Napoli e Juventus nel segno di Higuain

Decisivo quando l’eccezionalità lo richiede

NapoliHo visto la partitissima Napoli – Juventus della Serie A, 15° giornata, insieme ai 56 mila spettatori del San Paolo ed ai tanti milioni di tifosi davanti alla televisione.

Ero con un gruppo di amici, un paio filo napoletani ed il resto più juventini. I pronostici iniziali erano orientati più verso i colori azzurri del Napoli che giocava in casa e con una Juventus più sotto, senza Mandzukic e con Higuain appena operato alla mano. Ma in tutti noi, un solo desiderio: vedere un bel calcio.

In settimana, i giornali avevano riportato liti intestine tra senatori e stranieri nello spogliatoio della Juventus mentre in casa Napoli le condizioni non sembravano quelle ottimali e spumeggianti di un mese fa. Di solito e queste sono un po’ le statistiche generali che lo dicono, chi inizia la preparazione prima per poter partecipare alle coppe, nel periodo Novembre – Dicembre subisce una certa flessione.

Si parte e subito la maglia gialla della Juventus (un colore così catarifrangente non è certo il massimo come estetica) si trova davanti a quella classica del Napoli. E già, perché il gol dopo poco più di una decina di minuti (al 13′)  porta la firma di Gonzalo Higuain, tre anni al Napoli ora bomber della Juventus e che dopo aver segnato si mette la mano all’orecchio per rispondere ai cori d’insulti da parte dei tifosi del Napoli e mentre correva esultando si è poi diretto verso la parte del campo che dà sul palco delle autorità portandosi la mano sulla fronte per scrutare la tribuna con un gesto probabilmente di provocazione verso il presidente del Napoli, Aurelio De Laurentiis.
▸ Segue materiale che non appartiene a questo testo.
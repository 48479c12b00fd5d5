//! Wire envelopes exchanged between nodes.
//!
//! All nodes of one cluster share a driver and therefore these shapes and
//! their JSON encoding. Maps travel as arrays of `[key, value]` pairs and sets
//! as arrays, and are rebuilt on receipt.

use serde::de::DeserializeOwned;
use serde::{Deserialize, Serialize};
use serde_json::Value;

use crate::domain::{AppId, RequestType, SocketId, SocketInfo};
use crate::ports::AdapterError;

/// A user message to be delivered by every other node.
#[derive(Debug, Clone, PartialEq, Serialize, Deserialize)]
#[serde(rename_all = "camelCase")]
pub struct BroadcastEnvelope {
    /// Id of the origin node.
    pub uuid: String,
    pub app_id: AppId,
    pub channel: String,
    pub data: Value,
    #[serde(default, skip_serializing_if = "Option::is_none")]
    pub excepting_id: Option<SocketId>,
}

/// Query parameters carried by a request.
#[derive(Debug, Clone, Default, PartialEq, Serialize, Deserialize)]
#[serde(rename_all = "camelCase")]
pub struct RequestOptions {
    #[serde(default, skip_serializing_if = "Option::is_none")]
    pub channel: Option<String>,
    #[serde(default, skip_serializing_if = "Option::is_none")]
    pub socket_id: Option<SocketId>,
    #[serde(default, skip_serializing_if = "Option::is_none")]
    pub user_id: Option<String>,
}

impl RequestOptions {
    pub fn channel(channel: &str) -> Self {
        Self {
            channel: Some(channel.to_string()),
            ..Default::default()
        }
    }

    pub fn socket_in_channel(channel: &str, socket_id: &SocketId) -> Self {
        Self {
            channel: Some(channel.to_string()),
            socket_id: Some(socket_id.clone()),
            ..Default::default()
        }
    }

    pub fn user(user_id: &str) -> Self {
        Self {
            user_id: Some(user_id.to_string()),
            ..Default::default()
        }
    }
}

/// A scatter-gather request.
#[derive(Debug, Clone, PartialEq, Serialize, Deserialize)]
#[serde(rename_all = "camelCase")]
pub struct RequestEnvelope {
    pub request_id: String,
    pub app_id: AppId,
    #[serde(rename = "type")]
    pub request_type: RequestType,
    #[serde(default)]
    pub opts: RequestOptions,
    /// Issuing node, set on requests that expect no response and therefore
    /// have no pending entry to recognise them by.
    #[serde(default, skip_serializing_if = "Option::is_none")]
    pub origin: Option<String>,
}

/// A peer's local answer to a request.
#[derive(Debug, Clone, PartialEq, Serialize, Deserialize)]
#[serde(rename_all = "camelCase")]
pub struct ResponseEnvelope {
    pub request_id: String,
    #[serde(flatten)]
    pub payload: ResponsePayload,
}

/// Type-specific body of a response.
#[derive(Debug, Clone, PartialEq, Serialize, Deserialize)]
#[serde(rename_all = "camelCase")]
pub enum ResponsePayload {
    Sockets(Vec<(SocketId, SocketInfo)>),
    Channels(Vec<(String, Vec<SocketId>)>),
    ChannelCounts(Vec<(String, usize)>),
    Members(Vec<(String, Value)>),
    TotalCount(usize),
    Exists(bool),
}

pub fn encode<T: Serialize>(message: &T) -> Result<Vec<u8>, AdapterError> {
    serde_json::to_vec(message).map_err(|e| AdapterError::Encode(e.to_string()))
}

pub fn decode<T: DeserializeOwned>(payload: &[u8]) -> Result<T, AdapterError> {
    serde_json::from_slice(payload).map_err(|e| AdapterError::Decode(e.to_string()))
}

#[cfg(test)]
mod tests {
    use super::*;
    use serde_json::json;

    #[test]
    fn broadcast_envelope_uses_camel_case_fields() {
        let envelope = BroadcastEnvelope {
            uuid: "node-a".into(),
            app_id: AppId::from("app"),
            channel: "c1".into(),
            data: json!({"event": "e"}),
            excepting_id: Some(SocketId::new("1.1")),
        };

        let value: Value = serde_json::from_slice(&encode(&envelope).unwrap()).unwrap();
        assert_eq!(value["appId"], "app");
        assert_eq!(value["exceptingId"], "1.1");
        assert_eq!(value["uuid"], "node-a");
    }

    #[test]
    fn request_envelope_names_type_field() {
        let envelope = RequestEnvelope {
            request_id: "r1".into(),
            app_id: AppId::from("app"),
            request_type: RequestType::ChannelSocketsCount,
            opts: RequestOptions::channel("c1"),
            origin: None,
        };

        let value: Value = serde_json::from_slice(&encode(&envelope).unwrap()).unwrap();
        assert_eq!(value["type"], "channel_sockets_count");
        assert_eq!(value["opts"], json!({"channel": "c1"}));
        assert!(value.get("origin").is_none());
    }

    #[test]
    fn response_payload_is_flattened_next_to_request_id() {
        let envelope = ResponseEnvelope {
            request_id: "r1".into(),
            payload: ResponsePayload::Channels(vec![(
                "c1".into(),
                vec![SocketId::new("1.1"), SocketId::new("1.2")],
            )]),
        };

        let value: Value = serde_json::from_slice(&encode(&envelope).unwrap()).unwrap();
        assert_eq!(value, json!({"requestId": "r1", "channels": [["c1", ["1.1", "1.2"]]]}));

        let decoded: ResponseEnvelope = decode(&encode(&envelope).unwrap()).unwrap();
        assert_eq!(decoded, envelope);
    }

    #[test]
    fn members_response_decodes_from_pairs() {
        let raw = br#"{"requestId":"r9","members":[["1",{"name":"John"}]]}"#;
        let decoded: ResponseEnvelope = decode(raw).unwrap();
        assert_eq!(
            decoded.payload,
            ResponsePayload::Members(vec![("1".into(), json!({"name": "John"}))])
        );
    }

    #[test]
    fn garbage_is_a_decode_error() {
        let result: Result<RequestEnvelope, _> = decode(b"not json");
        assert!(matches!(result, Err(AdapterError::Decode(_))));
    }
}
E tutto questo a pochi giorni da un intervento dopo la frattura al metacarpo che ha messo in dubbio fino all’ultimo la presenza in campo del campione argentino. E sarà proprio il suo gol che alla fine regalerà la vittoria alla Juventus che diventa così l’unica squadra che riesce a battere il Napoli dopo 26 gare senza sconfitte.

E’ stata una bella partita? Ha vinto la Juventus con merito? Higuain, el Pipita, decisivo?
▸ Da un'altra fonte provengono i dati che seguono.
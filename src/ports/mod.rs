//! Ports - Interfaces for external dependencies.
//!
//! Following hexagonal architecture, ports define the contracts between
//! the registry core and the outside world. Adapters implement these ports.
//!
//! - `ConnectionAdapter` - Connection/channel/presence registry used by the
//!   WebSocket gateway and HTTP API
//! - `Transport` - Pub/sub primitives a horizontal adapter runs on
//! - `AdapterMetrics` - Latency/outcome callback for cross-node requests

mod connection_adapter;
mod metrics;
mod transport;

pub use connection_adapter::{AdapterError, ConnectionAdapter};
pub use metrics::{AdapterMetrics, NoopMetrics, TracingMetrics};
pub use transport::{InboundMessage, Topic, TopicNames, Transport, TransportError};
Direi questo; predominio territoriale del Napoli, difesa e linea di centrocampo a tre molto attenta della Juventus, spettacolo a tratti da applausi soprattutto con rapide azioni in velocità e tocchi di prima, gara vinta dalla Juventus però più sull’attenzione che sulla tecnica, migliori in campo Higuain e l’arbitro Orsato. E quando ha abbondato il campo per infortunio Lorenzo Insigne, tutti avevamo capito che la partita sarebbe finita così.
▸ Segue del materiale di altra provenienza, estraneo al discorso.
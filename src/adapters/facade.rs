//! Adapter facade - the one handle the gateway and HTTP API hold.
//!
//! Picks the implementation from configuration. Anything but `local` wraps a
//! [`HorizontalAdapter`] over the matching transport; failing to reach the
//! transport fails `init`.

use async_trait::async_trait;
use serde_json::Value;
use std::collections::{HashMap, HashSet};
use std::sync::Arc;

use crate::config::{AdapterDriver, AppConfig};
use crate::domain::{AppId, Socket, SocketId, SocketInfo};
use crate::ports::{AdapterError, AdapterMetrics, ConnectionAdapter, TracingMetrics, Transport};

use super::horizontal::HorizontalAdapter;
use super::local::LocalAdapter;
use super::transport::{AmqpTransport, NatsTransport, RedisTransport};

/// Configured connection adapter.
#[derive(Clone)]
pub struct Adapter {
    driver: AdapterDriver,
    inner: Arc<dyn ConnectionAdapter>,
}

impl Adapter {
    /// Connects the configured transport and returns a ready adapter.
    pub async fn init(config: &AppConfig) -> Result<Self, AdapterError> {
        let driver = config.adapter.driver;
        let prefix = config.adapter.prefix.as_str();

        let inner: Arc<dyn ConnectionAdapter> = match driver {
            AdapterDriver::Local => Arc::new(LocalAdapter::new()),
            AdapterDriver::Redis => {
                let transport = RedisTransport::connect(&config.redis.url, prefix).await?;
                horizontal(transport, config).await?
            }
            AdapterDriver::Nats => {
                let transport = NatsTransport::connect(&config.nats, prefix).await?;
                horizontal(transport, config).await?
            }
            AdapterDriver::Amqp => {
                let transport = AmqpTransport::connect(&config.amqp, prefix).await?;
                horizontal(transport, config).await?
            }
        };

        tracing::info!(driver = %driver, "Connection adapter ready");
        Ok(Self { driver, inner })
    }

    /// Wraps an already-built adapter, e.g. a horizontal adapter over an
    /// in-process transport.
    pub fn from_adapter(driver: AdapterDriver, inner: Arc<dyn ConnectionAdapter>) -> Self {
        Self { driver, inner }
    }

    pub fn driver(&self) -> AdapterDriver {
        self.driver
    }
}

async fn horizontal<T: Transport>(
    transport: T,
    config: &AppConfig,
) -> Result<Arc<dyn ConnectionAdapter>, AdapterError> {
    let metrics: Arc<dyn AdapterMetrics> = Arc::new(TracingMetrics);
    let adapter =
        HorizontalAdapter::init_with_metrics(transport, config.adapter.requests_timeout(), metrics)
            .await?;
    Ok(adapter)
}

#[async_trait]
impl ConnectionAdapter for Adapter {
    async fn add_socket(&self, app_id: &AppId, socket: Arc<Socket>) -> Result<bool, AdapterError> {
        self.inner.add_socket(app_id, socket).await
    }

    async fn remove_socket(
        &self,
        app_id: &AppId,
        socket_id: &SocketId,
    ) -> Result<bool, AdapterError> {
        self.inner.remove_socket(app_id, socket_id).await
    }

    async fn add_to_channel(
        &self,
        app_id: &AppId,
        channel: &str,
        socket: Arc<Socket>,
    ) -> Result<usize, AdapterError> {
        self.inner.add_to_channel(app_id, channel, socket).await
    }

    async fn remove_from_channel(
        &self,
        app_id: &AppId,
        channel: &str,
        socket_id: &SocketId,
    ) -> Result<usize, AdapterError> {
        self.inner
            .remove_from_channel(app_id, channel, socket_id)
            .await
    }

    async fn remove_from_channels(
        &self,
        app_id: &AppId,
        channels: &[String],
        socket_id: &SocketId,
    ) -> Result<(), AdapterError> {
        self.inner
            .remove_from_channels(app_id, channels, socket_id)
            .await
    }

    async fn send(
        &self,
        app_id: &AppId,
        channel: &str,
        data: Value,
        except: Option<&SocketId>,
    ) -> Result<(), AdapterError> {
        self.inner.send(app_id, channel, data, except).await
    }

    async fn terminate_user_connections(
        &self,
        app_id: &AppId,
        user_id: &str,
    ) -> Result<(), AdapterError> {
        self.inner.terminate_user_connections(app_id, user_id).await
    }

    async fn get_sockets(
        &self,
        app_id: &AppId,
        only_local: bool,
    ) -> Result<HashMap<SocketId, SocketInfo>, AdapterError> {
        self.inner.get_sockets(app_id, only_local).await
    }

    async fn get_sockets_count(
        &self,
        app_id: &AppId,
        only_local: bool,
    ) -> Result<usize, AdapterError> {
        self.inner.get_sockets_count(app_id, only_local).await
    }

    async fn get_channels(
        &self,
        app_id: &AppId,
        only_local: bool,
    ) -> Result<HashMap<String, HashSet<SocketId>>, AdapterError> {
        self.inner.get_channels(app_id, only_local).await
    }

    async fn get_channels_with_sockets_count(
        &self,
        app_id: &AppId,
        only_local: bool,
    ) -> Result<HashMap<String, usize>, AdapterError> {
        self.inner
            .get_channels_with_sockets_count(app_id, only_local)
            .await
    }

    async fn get_channel_sockets(
        &self,
        app_id: &AppId,
        channel: &str,
        only_local: bool,
    ) -> Result<HashMap<SocketId, SocketInfo>, AdapterError> {
        self.inner
            .get_channel_sockets(app_id, channel, only_local)
            .await
    }

    async fn get_channel_sockets_count(
        &self,
        app_id: &AppId,
        channel: &str,
        only_local: bool,
    ) -> Result<usize, AdapterError> {
        self.inner
            .get_channel_sockets_count(app_id, channel, only_local)
            .await
    }

    async fn get_channel_members(
        &self,
        app_id: &AppId,
        channel: &str,
        only_local: bool,
    ) -> Result<HashMap<String, Value>, AdapterError> {
        self.inner
            .get_channel_members(app_id, channel, only_local)
            .await
    }

    async fn get_channel_members_count(
        &self,
        app_id: &AppId,
        channel: &str,
        only_local: bool,
    ) -> Result<usize, AdapterError> {
        self.inner
            .get_channel_members_count(app_id, channel, only_local)
            .await
    }

    async fn is_in_channel(
        &self,
        app_id: &AppId,
        channel: &str,
        socket_id: &SocketId,
        only_local: bool,
    ) -> Result<bool, AdapterError> {
        self.inner
            .is_in_channel(app_id, channel, socket_id, only_local)
            .await
    }

    async fn add_user(&self, socket: Arc<Socket>) -> Result<(), AdapterError> {
        self.inner.add_user(socket).await
    }

    async fn remove_user(&self, socket: &Socket) -> Result<(), AdapterError> {
        self.inner.remove_user(socket).await
    }

    async fn get_user_sockets(
        &self,
        app_id: &AppId,
        user_id: &str,
    ) -> Result<Vec<Arc<Socket>>, AdapterError> {
        self.inner.get_user_sockets(app_id, user_id).await
    }

    async fn clear_namespace(&self, app_id: &AppId) -> Result<(), AdapterError> {
        self.inner.clear_namespace(app_id).await
    }

    async fn clear_namespaces(&self) -> Result<(), AdapterError> {
        self.inner.clear_namespaces().await
    }

    async fn disconnect(&self) -> Result<(), AdapterError> {
        self.inner.disconnect().await
    }
}

#[cfg(test)]
mod tests {
    use super::*;
    use crate::domain::DEFAULT_OUTBOX_CAPACITY;

    #[tokio::test]
    async fn local_driver_needs_no_transport() {
        let adapter = Adapter::init(&AppConfig::default()).await.unwrap();
        assert_eq!(adapter.driver(), AdapterDriver::Local);

        let app = AppId::from("app");
        let (socket, _rx) =
            Socket::with_outbox(SocketId::new("1.1"), app.clone(), DEFAULT_OUTBOX_CAPACITY);
        let socket = Arc::new(socket);
        adapter.add_socket(&app, socket.clone()).await.unwrap();
        adapter.add_to_channel(&app, "c1", socket).await.unwrap();

        assert_eq!(adapter.get_channel_sockets_count(&app, "c1", false).await.unwrap(), 1);
        assert!(adapter.disconnect().await.is_ok());
    }

    #[tokio::test]
    async fn unreachable_transport_fails_init() {
        let mut config = AppConfig::default();
        config.adapter.driver = AdapterDriver::Redis;
        config.redis.url = "redis://127.0.0.1:1".to_string();

        let result = Adapter::init(&config).await;
        assert!(matches!(result, Err(AdapterError::Transport(_))));
    }
}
Una constatazione.  Non so chi vincerà questo campionato, in classifica ed in campo c’è davvero tanto equilibrio, ma di certo chi vorrà portarsi a casa lo scudetto dovrà fare i conti ancora con questa Juventus, mai contenta di vincere e magari meno bella di tante altre ma sicuramente ancora desiderosa di voler primeggiare. Dall’altra parte c’è un Napoli che diverte e che piace ma a volte bisogna imparare forse ad essere meno belli ma più concreti. E poi l’attacco dei tre piccoletti è fenomenale ma avere Higuain in squadra è tutta un’altra cosa.